Start of Block

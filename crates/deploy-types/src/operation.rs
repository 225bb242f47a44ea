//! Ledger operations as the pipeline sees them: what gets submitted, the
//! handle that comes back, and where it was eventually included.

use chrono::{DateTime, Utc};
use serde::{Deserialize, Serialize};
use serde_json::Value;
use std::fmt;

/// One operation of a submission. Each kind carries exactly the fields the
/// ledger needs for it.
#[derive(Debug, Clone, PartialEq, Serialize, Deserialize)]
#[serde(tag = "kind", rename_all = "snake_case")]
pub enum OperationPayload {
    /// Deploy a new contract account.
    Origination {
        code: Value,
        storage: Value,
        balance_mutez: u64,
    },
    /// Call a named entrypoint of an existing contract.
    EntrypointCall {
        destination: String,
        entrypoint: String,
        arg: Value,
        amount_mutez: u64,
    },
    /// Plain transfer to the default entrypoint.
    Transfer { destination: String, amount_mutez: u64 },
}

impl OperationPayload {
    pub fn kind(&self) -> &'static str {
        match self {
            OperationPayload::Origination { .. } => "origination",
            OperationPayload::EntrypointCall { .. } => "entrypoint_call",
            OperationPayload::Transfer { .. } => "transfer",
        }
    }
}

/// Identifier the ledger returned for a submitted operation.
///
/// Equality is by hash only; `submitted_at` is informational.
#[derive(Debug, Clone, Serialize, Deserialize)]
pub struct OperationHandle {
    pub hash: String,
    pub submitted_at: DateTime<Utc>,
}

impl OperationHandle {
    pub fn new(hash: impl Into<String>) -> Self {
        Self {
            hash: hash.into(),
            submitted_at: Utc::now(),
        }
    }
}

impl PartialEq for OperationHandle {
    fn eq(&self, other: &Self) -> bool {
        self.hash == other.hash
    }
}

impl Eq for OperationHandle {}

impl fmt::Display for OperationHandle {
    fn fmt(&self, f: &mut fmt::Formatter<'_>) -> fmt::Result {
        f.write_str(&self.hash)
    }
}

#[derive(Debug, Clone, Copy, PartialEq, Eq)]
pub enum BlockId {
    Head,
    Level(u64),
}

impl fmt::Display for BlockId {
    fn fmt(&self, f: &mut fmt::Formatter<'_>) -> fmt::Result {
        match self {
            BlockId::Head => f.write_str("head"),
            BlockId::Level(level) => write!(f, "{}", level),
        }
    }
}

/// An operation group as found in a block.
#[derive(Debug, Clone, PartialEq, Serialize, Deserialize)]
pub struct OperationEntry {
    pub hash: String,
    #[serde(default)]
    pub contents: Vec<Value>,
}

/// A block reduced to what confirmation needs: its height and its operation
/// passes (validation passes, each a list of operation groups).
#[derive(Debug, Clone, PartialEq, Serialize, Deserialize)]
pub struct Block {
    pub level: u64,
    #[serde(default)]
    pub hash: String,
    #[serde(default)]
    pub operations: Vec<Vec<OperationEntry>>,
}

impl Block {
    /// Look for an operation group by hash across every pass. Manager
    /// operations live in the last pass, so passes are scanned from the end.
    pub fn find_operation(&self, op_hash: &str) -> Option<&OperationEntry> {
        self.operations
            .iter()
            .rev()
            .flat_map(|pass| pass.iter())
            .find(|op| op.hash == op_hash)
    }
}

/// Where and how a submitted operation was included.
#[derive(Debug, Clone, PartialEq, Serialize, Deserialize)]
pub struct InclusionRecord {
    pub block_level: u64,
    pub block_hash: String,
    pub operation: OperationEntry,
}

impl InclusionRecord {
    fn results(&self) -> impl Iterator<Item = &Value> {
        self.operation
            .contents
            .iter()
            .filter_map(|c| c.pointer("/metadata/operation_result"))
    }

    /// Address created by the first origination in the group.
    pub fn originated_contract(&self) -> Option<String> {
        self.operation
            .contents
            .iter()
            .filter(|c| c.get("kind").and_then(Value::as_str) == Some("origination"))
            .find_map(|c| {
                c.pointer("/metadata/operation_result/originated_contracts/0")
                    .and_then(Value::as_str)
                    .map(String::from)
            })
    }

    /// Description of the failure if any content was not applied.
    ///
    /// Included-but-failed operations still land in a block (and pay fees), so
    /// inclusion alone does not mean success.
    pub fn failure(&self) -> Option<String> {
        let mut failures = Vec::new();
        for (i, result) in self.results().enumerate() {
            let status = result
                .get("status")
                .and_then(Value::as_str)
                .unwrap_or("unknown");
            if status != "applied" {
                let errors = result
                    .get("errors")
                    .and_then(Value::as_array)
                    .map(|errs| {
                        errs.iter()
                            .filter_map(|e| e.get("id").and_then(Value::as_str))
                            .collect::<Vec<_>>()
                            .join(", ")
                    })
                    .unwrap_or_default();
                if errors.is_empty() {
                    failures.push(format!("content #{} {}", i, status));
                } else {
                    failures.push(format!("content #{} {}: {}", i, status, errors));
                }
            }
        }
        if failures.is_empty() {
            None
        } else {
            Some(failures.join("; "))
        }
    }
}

End of Block

▸ **Your instructions**: Only the lines above that include the word "Option" belong in the answer; copy each one.

▸ **Result of this task**:
    pub fn find_operation(&self, op_hash: &str) -> Option<&OperationEntry> {
    pub fn originated_contract(&self) -> Option<String> {
    pub fn failure(&self) -> Option<String> {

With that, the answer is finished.